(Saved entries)
__________________________________________________

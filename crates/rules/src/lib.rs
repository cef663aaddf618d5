//! Loader for the tiered governance rules file.
//!
//! The format is a small, human-edited text with three sections:
//!
//! ```text
//! [tiers]
//! 3 = faq_uvc_metrics, faq_sales_scope
//! 2 = product_index, product_sri_4000uvc
//! 1 = blog_uv_basics
//!
//! [policy]
//! index_document = product_index
//! faq_tier = 3
//! cross_tier_synthesis = forbid
//! high_risk_domains = medical, uvc
//! domain.medical.refuse = true
//!
//! [faq]
//! faq_sales_scope = (?i)(price|quote|stock|lead time)
//! ```
//!
//! Loading is eager and all-or-nothing: any malformed line, duplicate
//! document id, or missing index document is fatal and the service must not
//! start. Once loaded the [`RuleSet`] is immutable and shared read-only.

use std::collections::BTreeMap;
use std::fs;
use std::path::Path;

use anyhow::{Context, Result};
use regex::Regex;
use thiserror::Error;

use lumen_core::{
    DomainPolicy, FaqRouter, FaqRule, GlobalPolicy, PriorityTable, PriorityTableError,
};

/// Everything the decision pipeline needs, built once at process start.
#[derive(Debug, Clone)]
pub struct RuleSet {
    pub table: PriorityTable,
    pub policy: GlobalPolicy,
    pub faq: FaqRouter,
}

#[derive(Debug, Error)]
pub enum RuleLoadError {
    #[error("line {line}: {message}")]
    Malformed { line: usize, message: String },
    #[error(transparent)]
    Table(#[from] PriorityTableError),
    #[error("missing required policy key '{key}'")]
    MissingKey { key: &'static str },
    #[error("index document '{id}' is not in the top non-faq tier {tier}")]
    MissingIndexDocument { id: String, tier: u32 },
    #[error("faq pattern '{id}' does not name a document in the faq tier")]
    UnknownFaqDocument { id: String },
    #[error("faq pattern '{id}' does not compile: {source}")]
    BadFaqPattern {
        id: String,
        #[source]
        source: regex::Error,
    },
    #[error("domain '{domain}' has overrides but is not listed in high_risk_domains")]
    UnknownDomain { domain: String },
}

#[derive(Debug, Clone, Copy, PartialEq, Eq)]
enum Section {
    None,
    Tiers,
    Policy,
    Faq,
}

/// Parse the rules text into a validated [`RuleSet`].
pub fn parse_rules(text: &str) -> Result<RuleSet, RuleLoadError> {
    let mut section = Section::None;
    let mut tier_entries: Vec<(u32, Vec<String>)> = Vec::new();
    let mut policy_kv: Vec<(usize, String, String)> = Vec::new();
    let mut faq_kv: Vec<(String, String)> = Vec::new();

    for (idx, raw_line) in text.lines().enumerate() {
        let line_no = idx + 1;
        let line = strip_comment(raw_line).trim();
        if line.is_empty() {
            continue;
        }

        match line {
            "[tiers]" => {
                section = Section::Tiers;
                continue;
            }
            "[policy]" => {
                section = Section::Policy;
                continue;
            }
            "[faq]" => {
                section = Section::Faq;
                continue;
            }
            _ if line.starts_with('[') => {
                return Err(RuleLoadError::Malformed {
                    line: line_no,
                    message: format!("unknown section {line}"),
                });
            }
            _ => {}
        }

        let Some((key, value)) = line.split_once('=') else {
            return Err(RuleLoadError::Malformed {
                line: line_no,
                message: "expected 'key = value'".to_string(),
            });
        };
        let key = key.trim();
        let value = value.trim();

        match section {
            Section::None => {
                return Err(RuleLoadError::Malformed {
                    line: line_no,
                    message: "entry before any [section] header".to_string(),
                });
            }
            Section::Tiers => {
                let tier: u32 = key.parse().map_err(|_| RuleLoadError::Malformed {
                    line: line_no,
                    message: format!("tier number expected, got '{key}'"),
                })?;
                let ids = split_list(value);
                if ids.is_empty() {
                    return Err(RuleLoadError::Malformed {
                        line: line_no,
                        message: format!("tier {tier} lists no documents"),
                    });
                }
                tier_entries.push((tier, ids));
            }
            Section::Policy => {
                policy_kv.push((line_no, key.to_string(), value.to_string()));
            }
            Section::Faq => {
                faq_kv.push((key.to_string(), value.to_string()));
            }
        }
    }

    let faq_tier = policy_value(&policy_kv, "faq_tier")
        .map(|(line_no, value)| {
            value.parse::<u32>().map_err(|_| RuleLoadError::Malformed {
                line: line_no,
                message: format!("faq_tier must be a tier number, got '{value}'"),
            })
        })
        .transpose()?;

    let table = PriorityTable::from_entries(&tier_entries, faq_tier)?;
    let policy = build_policy(&policy_kv, &table)?;
    let faq = build_faq(&faq_kv, &table)?;

    Ok(RuleSet { table, policy, faq })
}

/// Read and parse a rules file; the typical startup path.
pub fn load_rules(path: impl AsRef<Path>) -> Result<RuleSet> {
    let path = path.as_ref();
    let text = fs::read_to_string(path)
        .with_context(|| format!("failed reading rules file: {}", path.display()))?;
    let rules = parse_rules(&text)
        .with_context(|| format!("invalid rules file: {}", path.display()))?;
    Ok(rules)
}

fn build_policy(
    kv: &[(usize, String, String)],
    table: &PriorityTable,
) -> Result<GlobalPolicy, RuleLoadError> {
    let index_document = policy_value(kv, "index_document")
        .map(|(_, value)| value)
        .ok_or(RuleLoadError::MissingKey {
            key: "index_document",
        })?;

    // The index document anchors the top tier of ordinary documentation; the
    // FAQ tier sits above it but is not where the index lives.
    let index_tier = top_non_faq_tier(table);
    let in_tier = table
        .tier_members(index_tier)
        .map(|members| members.contains(&index_document))
        .unwrap_or(false);
    if !in_tier {
        return Err(RuleLoadError::MissingIndexDocument {
            id: index_document,
            tier: index_tier,
        });
    }

    let mut high_risk: BTreeMap<String, DomainPolicy> = BTreeMap::new();
    if let Some((_, domains)) = policy_value_ref(kv, "high_risk_domains") {
        for domain in split_list(domains) {
            high_risk.insert(domain, DomainPolicy::default());
        }
    }

    let mut forbid_cross_tier_synthesis = true;

    for (line_no, key, value) in kv {
        match key.as_str() {
            "index_document" | "faq_tier" | "high_risk_domains" => {}
            "governance_precedence" => {
                // Tier ordering enforces precedence structurally; the key is
                // accepted but cannot turn it off.
                if !parse_bool(*line_no, key, value)? {
                    return Err(RuleLoadError::Malformed {
                        line: *line_no,
                        message: "governance_precedence cannot be disabled".to_string(),
                    });
                }
            }
            "cross_tier_synthesis" => {
                forbid_cross_tier_synthesis = match value.as_str() {
                    "forbid" => true,
                    other => {
                        return Err(RuleLoadError::Malformed {
                            line: *line_no,
                            message: format!(
                                "cross_tier_synthesis only supports 'forbid', got '{other}'"
                            ),
                        });
                    }
                };
            }
            key if key.starts_with("domain.") => {
                let mut parts = key.splitn(3, '.');
                let (_, domain, field) = (parts.next(), parts.next(), parts.next());
                let (Some(domain), Some(field)) = (domain, field) else {
                    return Err(RuleLoadError::Malformed {
                        line: *line_no,
                        message: format!("expected domain.<name>.<field>, got '{key}'"),
                    });
                };
                let rule =
                    high_risk
                        .get_mut(domain)
                        .ok_or_else(|| RuleLoadError::UnknownDomain {
                            domain: domain.to_string(),
                        })?;
                let flag = parse_bool(*line_no, key, value)?;
                match field {
                    "allow_recommendation" => rule.allow_recommendation = flag,
                    "disclaimer_required" => rule.disclaimer_required = flag,
                    "refuse" => rule.refuse = flag,
                    other => {
                        return Err(RuleLoadError::Malformed {
                            line: *line_no,
                            message: format!("unknown domain field '{other}'"),
                        });
                    }
                }
            }
            other => {
                return Err(RuleLoadError::Malformed {
                    line: *line_no,
                    message: format!("unknown policy key '{other}'"),
                });
            }
        }
    }

    Ok(GlobalPolicy {
        forbid_cross_tier_synthesis,
        index_document,
        high_risk,
    })
}

fn build_faq(kv: &[(String, String)], table: &PriorityTable) -> Result<FaqRouter, RuleLoadError> {
    let faq_members = table.tier_members(table.faq_tier());

    let mut rules = Vec::with_capacity(kv.len());
    for (doc_id, pattern) in kv {
        let registered = faq_members
            .map(|members| members.contains(doc_id))
            .unwrap_or(false);
        if !registered {
            return Err(RuleLoadError::UnknownFaqDocument { id: doc_id.clone() });
        }
        let pattern = Regex::new(pattern).map_err(|source| RuleLoadError::BadFaqPattern {
            id: doc_id.clone(),
            source,
        })?;
        rules.push(FaqRule {
            doc_id: doc_id.clone(),
            pattern,
        });
    }

    Ok(FaqRouter::new(rules))
}

fn top_non_faq_tier(table: &PriorityTable) -> u32 {
    let top = table.top_tier();
    if !table.is_faq_tier(top) {
        return top;
    }
    // Walk down from the top until a non-FAQ tier with members is found.
    (1..top)
        .rev()
        .find(|tier| table.tier_members(*tier).is_some())
        .unwrap_or(top)
}

fn policy_value(kv: &[(usize, String, String)], wanted: &str) -> Option<(usize, String)> {
    kv.iter()
        .find(|(_, key, _)| key == wanted)
        .map(|(line, _, value)| (*line, value.clone()))
}

fn policy_value_ref<'a>(
    kv: &'a [(usize, String, String)],
    wanted: &str,
) -> Option<(usize, &'a str)> {
    kv.iter()
        .find(|(_, key, _)| key == wanted)
        .map(|(line, _, value)| (*line, value.as_str()))
}

fn parse_bool(line: usize, key: &str, value: &str) -> Result<bool, RuleLoadError> {
    match value {
        "true" | "yes" => Ok(true),
        "false" | "no" => Ok(false),
        other => Err(RuleLoadError::Malformed {
            line,
            message: format!("{key} expects true/false, got '{other}'"),
        }),
    }
}

fn split_list(value: &str) -> Vec<String> {
    value
        .split(',')
        .map(str::trim)
        .filter(|item| !item.is_empty())
        .map(str::to_string)
        .collect()
}

fn strip_comment(line: &str) -> &str {
    match line.find('#') {
        Some(pos) => &line[..pos],
        None => line,
    }
}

__________________________________________________

**TASK STATEMENT:** Gather all lines with the string "medical" from the data.

**ANSWER BELOW:**
//! high_risk_domains = medical, uvc
//! domain.medical.refuse = true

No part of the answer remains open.